À la différence de la France et de la Belgique, qui ont fait cavalier seul en interdisant la prise du repos hebdomadaire normal dans la cabine, l’Allemagne n’a pas encore franchi le pas. Et n’a pas l’intention de sanctionner des contrevenants à une réglementation européenne jugée imprécise (561/2006).

Lors du dernier conseil des ministres européens des Transports, le 10 décembre 2015, le ministre fédéral allemand Alexander Dobrindt a, en revanche, demandé à la Commission européenne de clarifier le règlement communautaire en y inscrivant noir sur blanc cette interdiction.
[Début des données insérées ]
//! Pipeline orchestration
//!
//! Wires the analyzers into the per-update inference sequence and owns the
//! station state the caller threads between calls:
//!
//! 1. canonicalize units
//! 2. altitude-correct pressure
//! 3. dewpoint (computed or external)
//! 4. solar/astronomical context
//! 5. solar-radiation moving average
//! 6. cloud cover (with all adjustments)
//! 7. fog score
//! 8. pressure/wind analysis
//! 9. priority-ladder classification
//! 10. hysteresis filtering
//! 11. history append + eviction
//! 12. inference assembly
//!
//! `observe` is pure at the boundary: it never mutates the caller's state,
//! it returns a fresh one. A failed observation therefore leaves the
//! caller exactly where it was.

use chrono::{DateTime, Duration, NaiveTime, Timelike, Utc};
use serde::{Deserialize, Serialize};

use crate::analysis::classifier::{classify, ClassifierInputs};
use crate::analysis::cloud_cover::{analyze_cloud_cover, CloudInputs};
use crate::analysis::fog::{score_fog, FogClass, FogInputs};
use crate::analysis::hysteresis::HysteresisFilter;
use crate::analysis::pressure_wind::{
    GustClass, PressureSystem, PressureWindAnalysis, StormSeverity, WindClass,
};
use crate::analysis::visibility::{estimate_visibility_km, VisibilityInputs};
use crate::atmosphere::altitude::{station_to_sea_level, PressureBands};
use crate::atmosphere::dewpoint::resolve_dewpoint_f;
use crate::atmosphere::solar::SolarContext;
use crate::core_types::condition::Condition;
use crate::core_types::snapshot::SensorSnapshot;
use crate::core_types::units::{Fahrenheit, InchesOfMercury, UnitSystem};
use crate::error::{CoreError, Warning};
use crate::forecast::state::{ForecastBasis, MeteoState};
use crate::forecast::{generate_daily, generate_hourly, Forecast, ForecastHorizon};
use crate::trends::{TrendSample, TrendsStore};

/// 1 km ≡ 0.621371 miles (visibility output)
const KM_TO_MILES: f64 = 0.621_371;

/// Station configuration: everything `new_state` needs to know.
#[derive(Debug, Clone, PartialEq, Serialize, Deserialize)]
pub struct StationConfig {
    /// Station altitude in meters; 0 disables altitude correction
    pub altitude_m: f64,
    /// The pressure sensor already reports sea-level values
    pub pressure_is_sea_level_hint: bool,
    /// Luminance correction for sensor siting, clamped to [0.1, 5.0]
    pub luminance_multiplier: f64,
    /// Clear-sky maximum at zenith; out of [800, 2000] falls back to 1000
    pub zenith_max_radiation_wm2: f64,
    /// Output unit system for inferences and forecasts
    pub units_out: UnitSystem,
    /// Sunrise used by the hourly forecast when the host supplies nothing
    pub sunrise_default: NaiveTime,
    /// Sunset counterpart
    pub sunset_default: NaiveTime,
    /// Solar moving-average window
    pub solar_avg_window_minutes: i64,
}

impl Default for StationConfig {
    fn default() -> Self {
        Self {
            altitude_m: 0.0,
            pressure_is_sea_level_hint: false,
            luminance_multiplier: 1.0,
            zenith_max_radiation_wm2: 1000.0,
            units_out: UnitSystem::Metric,
            sunrise_default: NaiveTime::from_hms_opt(6, 0, 0).expect("valid time"),
            sunset_default: NaiveTime::from_hms_opt(18, 0, 0).expect("valid time"),
            solar_avg_window_minutes: 15,
        }
    }
}

/// Per-update derived quantities, canonical analysis units.
#[derive(Debug, Clone, PartialEq, Serialize, Deserialize)]
pub struct DerivedState {
    pub dewpoint_f: f64,
    pub dewpoint_spread_f: f64,
    pub sea_level_pressure_inhg: f64,
    pub cloud_cover_pct: f64,
    pub expected_clear_sky_wm2: f64,
    pub fog_score: i32,
    pub fog_class: FogClass,
    pub pressure_system: PressureSystem,
    /// inHg per hour; `None` with insufficient history
    pub pressure_trend_3h: Option<f64>,
    pub pressure_trend_24h: Option<f64>,
    pub storm_probability: f64,
    pub storm_severity: StormSeverity,
    pub wind_class: WindClass,
    pub gust_factor: f64,
    pub gust_class: GustClass,
    pub is_daytime: bool,
    pub solar_elevation_deg: f64,
    /// Ladder output before hysteresis
    pub condition_raw: Condition,
    /// Emitted condition
    pub condition: Condition,
}

/// The inference emitted for one observation. Scalar outputs follow the
/// configured unit system; `derived` keeps the canonical values.
#[derive(Debug, Clone, PartialEq, Serialize, Deserialize)]
pub struct Inference {
    pub condition: Condition,
    /// Dewpoint in the output unit system
    pub dewpoint: f64,
    pub cloud_cover_pct: f64,
    pub fog_score: i32,
    /// Visibility: km (metric) or miles (imperial)
    pub visibility: f64,
    /// Sea-level pressure: hPa (metric) or inHg (imperial)
    pub pressure_sea_level: f64,
    pub pressure_system: PressureSystem,
    pub storm_probability: f64,
    pub wind_class: WindClass,
    pub gust_class: GustClass,
    pub is_daytime: bool,
    pub solar_elevation_deg: f64,
    pub warnings: Vec<Warning>,
    /// The full derived bundle, canonical units
    pub derived: DerivedState,
}

/// Station state threaded through `observe` calls. Exclusively owned by
/// the caller between invocations; every successful `observe` returns the
/// successor value.
#[derive(Debug, Clone, PartialEq, Serialize, Deserialize)]
pub struct StationState {
    config: StationConfig,
    trends: TrendsStore,
    hysteresis: HysteresisFilter,
    previous_condition: Option<Condition>,
    previous_cloud_pct: Option<f64>,
    last_timestamp: Option<DateTime<Utc>>,
    last_basis: Option<ForecastBasis>,
    last_pressure: Option<PressureWindAnalysis>,
}

impl StationState {
    /// The configuration this state was created with.
    #[must_use]
    pub fn config(&self) -> &StationConfig {
        &self.config
    }

    /// Read-only view of the history store.
    #[must_use]
    pub fn trends(&self) -> &TrendsStore {
        &self.trends
    }

    /// Timestamp of the newest absorbed observation.
    #[must_use]
    pub fn last_timestamp(&self) -> Option<DateTime<Utc>> {
        self.last_timestamp
    }
}

/// Create a fresh station state for a configuration.
#[must_use]
pub fn new_state(config: StationConfig) -> StationState {
    StationState {
        config,
        trends: TrendsStore::new(),
        hysteresis: HysteresisFilter::new(),
        previous_condition: None,
        previous_cloud_pct: None,
        last_timestamp: None,
        last_basis: None,
        last_pressure: None,
    }
}

/// Absorb one snapshot: returns the inference and the successor state.
///
/// Errors leave `state` untouched (it is never mutated); back-dated
/// snapshots are rejected, equal timestamps replace the prior entry.
pub fn observe(
    snapshot: &SensorSnapshot,
    state: &StationState,
) -> Result<(Inference, StationState), CoreError> {
    // 1. Canonicalize
    let (canon, mut warnings) = snapshot.canonicalize()?;
    let now = canon.timestamp;

    if let Some(last) = state.last_timestamp {
        if now < last {
            return Err(CoreError::OutOfOrderObservation);
        }
    }

    let config = &state.config;

    // 2. Altitude correction. Snapshot altitude overrides the configured
    // one; zero or negative means no correction.
    let altitude_m = canon.altitude_m.unwrap_or(config.altitude_m);
    let sea_level_pressure_inhg =
        if canon.pressure_is_sea_level || config.pressure_is_sea_level_hint {
            canon.pressure_inhg
        } else {
            station_to_sea_level(canon.pressure_inhg, altitude_m)
        };
    // Corrected pressure classifies against the sea-level bands; a station
    // working in uncorrected pressure would use PressureBands::at_altitude.
    let bands = PressureBands::sea_level();

    // 3. Dewpoint
    let (dewpoint_f, dewpoint_warning) =
        resolve_dewpoint_f(canon.temp_f, canon.humidity_pct, canon.external_dewpoint_f)?;
    if let Some(warning) = dewpoint_warning {
        warnings.push(warning);
    }
    let spread_f = canon.temp_f - dewpoint_f;

    // 4. Solar context
    let solar = SolarContext::from_observation(
        now,
        canon.solar_wm2,
        canon.lux,
        canon.uv_index,
        canon.solar_elevation_deg,
    );

    // 5. Solar moving average over the configured window
    let solar_avg_wm2 = state.trends.solar_radiation_average(
        now,
        Duration::minutes(config.solar_avg_window_minutes),
        canon.solar_wm2,
    );

    // 8 (early). Pressure/wind analysis; the cloud analyzer consumes the
    // 3-hour trend and system classification.
    let pressure = PressureWindAnalysis::analyze(
        sea_level_pressure_inhg,
        canon.wind_mph,
        canon.gust_mph,
        &bands,
        &state.trends,
        now,
    );
    if pressure.trend_3h_inhg_per_hour.is_none() {
        warnings.push(Warning::InsufficientHistory {
            quantity: "pressure".into(),
        });
    }

    // 6. Cloud cover
    let clear_fraction_6h = state.trends.condition_fraction(
        now,
        Duration::hours(6),
        |c| matches!(c, Condition::Sunny | Condition::ClearNight),
    );
    let solar_degraded = snapshot.solar_radiation_wm2.is_none() || solar.elevation_estimated;
    let cloud = analyze_cloud_cover(&CloudInputs {
        solar_avg_wm2,
        lux: canon.lux,
        uv_index: canon.uv_index,
        solar: &solar,
        zenith_max_wm2: config.zenith_max_radiation_wm2,
        luminance_multiplier: config.luminance_multiplier,
        pressure_trend_3h: pressure.trend_3h_inhg_per_hour,
        pressure_system: pressure.system,
        clear_fraction_6h,
        solar_degraded,
        hour_of_day: now.hour(),
        previous_cloud_pct: state.previous_cloud_pct,
    });
    if let Some(warning) = &cloud.warning {
        warnings.push(warning.clone());
    }

    // 7. Fog score
    let fog = score_fog(&FogInputs {
        temp_f: canon.temp_f,
        humidity_pct: canon.humidity_pct,
        spread_f,
        wind_mph: canon.wind_mph,
        solar_wm2: canon.solar_wm2,
        expected_clear_sky_wm2: solar.clear_sky_wm2,
        is_daytime: solar.is_daytime,
    });

    // 9. Classification
    let (condition_raw, _rung) = classify(&ClassifierInputs {
        rain_rate_inh: canon.rain_rate_inh,
        rain_state: canon.rain_state,
        temp_f: canon.temp_f,
        humidity_pct: canon.humidity_pct,
        wind_mph: canon.wind_mph,
        gust_mph: canon.gust_mph,
        gust: pressure.gust,
        pressure_inhg: sea_level_pressure_inhg,
        bands,
        system: pressure.system,
        fog,
        cloud_cover_pct: cloud.cloud_cover_pct,
        is_daytime: solar.is_daytime,
        is_twilight: solar.is_twilight,
        lux: canon.lux,
    });

    // 10. Hysteresis
    let mut next = state.clone();
    let (condition, _decision) = next.hysteresis.apply(
        now,
        state.previous_condition,
        condition_raw,
        cloud.raw_delta,
    );

    // 11. History append (emitted condition) + eviction
    next.trends.insert(
        now,
        TrendSample {
            temperature_f: canon.temp_f,
            humidity_pct: canon.humidity_pct,
            pressure_inhg: sea_level_pressure_inhg,
            wind_speed_mph: canon.wind_mph,
            wind_direction_deg: canon.wind_direction_deg,
            solar_radiation_wm2: canon.solar_wm2,
            condition,
        },
    );
    next.previous_condition = Some(condition);
    next.previous_cloud_pct = Some(cloud.cloud_cover_pct);
    next.last_timestamp = Some(now);

    let basis = ForecastBasis {
        timestamp: now,
        condition,
        temp_f: canon.temp_f,
        humidity_pct: canon.humidity_pct,
        wind_mph: canon.wind_mph,
        wind_bearing_deg: canon.wind_direction_deg,
        dewpoint_f,
        cloud_cover_pct: cloud.cloud_cover_pct,
        rain_rate_inh: canon.rain_rate_inh,
        is_daytime: solar.is_daytime,
    };
    next.last_basis = Some(basis);
    next.last_pressure = Some(pressure.clone());

    // 12. Assemble the inference
    let visibility_km = estimate_visibility_km(&VisibilityInputs {
        condition,
        spread_f,
        humidity_pct: canon.humidity_pct,
        rain_rate_inh: canon.rain_rate_inh,
        wind_mph: canon.wind_mph,
        gust_mph: canon.gust_mph,
        solar_wm2: canon.solar_wm2,
        lux: canon.lux,
        is_daytime: solar.is_daytime,
    });

    let derived = DerivedState {
        dewpoint_f,
        dewpoint_spread_f: spread_f,
        sea_level_pressure_inhg,
        cloud_cover_pct: cloud.cloud_cover_pct,
        expected_clear_sky_wm2: cloud.expected_clear_sky_wm2,
        fog_score: fog.score,
        fog_class: fog.class,
        pressure_system: pressure.system,
        pressure_trend_3h: pressure.trend_3h_inhg_per_hour,
        pressure_trend_24h: pressure.trend_24h_inhg_per_hour,
        storm_probability: pressure.storm_probability,
        storm_severity: pressure.storm_severity,
        wind_class: pressure.wind_class,
        gust_factor: pressure.gust.factor,
        gust_class: pressure.gust.class,
        is_daytime: solar.is_daytime,
        solar_elevation_deg: solar.elevation_deg,
        condition_raw,
        condition,
    };

    let inference = Inference {
        condition,
        dewpoint: match config.units_out {
            UnitSystem::Imperial => dewpoint_f,
            UnitSystem::Metric => Fahrenheit(dewpoint_f).to_celsius().value(),
        },
        cloud_cover_pct: cloud.cloud_cover_pct,
        fog_score: fog.score,
        visibility: match config.units_out {
            UnitSystem::Imperial => visibility_km * KM_TO_MILES,
            UnitSystem::Metric => visibility_km,
        },
        pressure_sea_level: match config.units_out {
            UnitSystem::Imperial => sea_level_pressure_inhg,
            UnitSystem::Metric => InchesOfMercury(sea_level_pressure_inhg)
                .to_hectopascals()
                .value(),
        },
        pressure_system: pressure.system,
        storm_probability: pressure.storm_probability,
        wind_class: pressure.wind_class,
        gust_class: pressure.gust.class,
        is_daytime: solar.is_daytime,
        solar_elevation_deg: solar.elevation_deg,
        warnings,
        derived,
    };

    Ok((inference, next))
}

/// Project a forecast from the state alone. Deterministic; an empty record
/// list before the first observation.
#[must_use]
pub fn forecast(state: &StationState, horizon: ForecastHorizon) -> Forecast {
    let (Some(basis), Some(pressure)) = (&state.last_basis, &state.last_pressure) else {
        return match horizon {
            ForecastHorizon::Hourly24 => Forecast::Hourly(Vec::new()),
            ForecastHorizon::Daily120 => Forecast::Daily(Vec::new()),
        };
    };

    let now = basis.timestamp;
    let meteo = MeteoState::derive(basis, pressure, &state.trends, now);

    match horizon {
        ForecastHorizon::Daily120 => Forecast::Daily(generate_daily(
            basis,
            &meteo,
            state.config.units_out,
        )),
        ForecastHorizon::Hourly24 => Forecast::Hourly(generate_hourly(
            basis,
            &meteo,
            state.config.units_out,
            state.config.sunrise_default,
            state.config.sunset_default,
        )),
    }
}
Peine perdue, semble-t-il, car les pays d’Eu­rope de l’Est font le forcing contre cette mesure.

Vers une législation nationale

L’Allemagne s’achemine donc, faute de mieux, vers une législation nationale à l’instar de la loi Savary, en vigueur en France depuis juillet 2014. Laquelle impose à l’employeur de veiller à ce que son conducteur prenne son repos hebdomadaire normal de 45 heures hors de la cabine, sauf à encourir une peine d’un an d’emprisonnement et une amende pouvant atteindre 30 000 €. L’interdiction faite au conducteur de coucher dans son camion n’est pas, elle, sanctionnée par une amende s’il enfreint cette règle.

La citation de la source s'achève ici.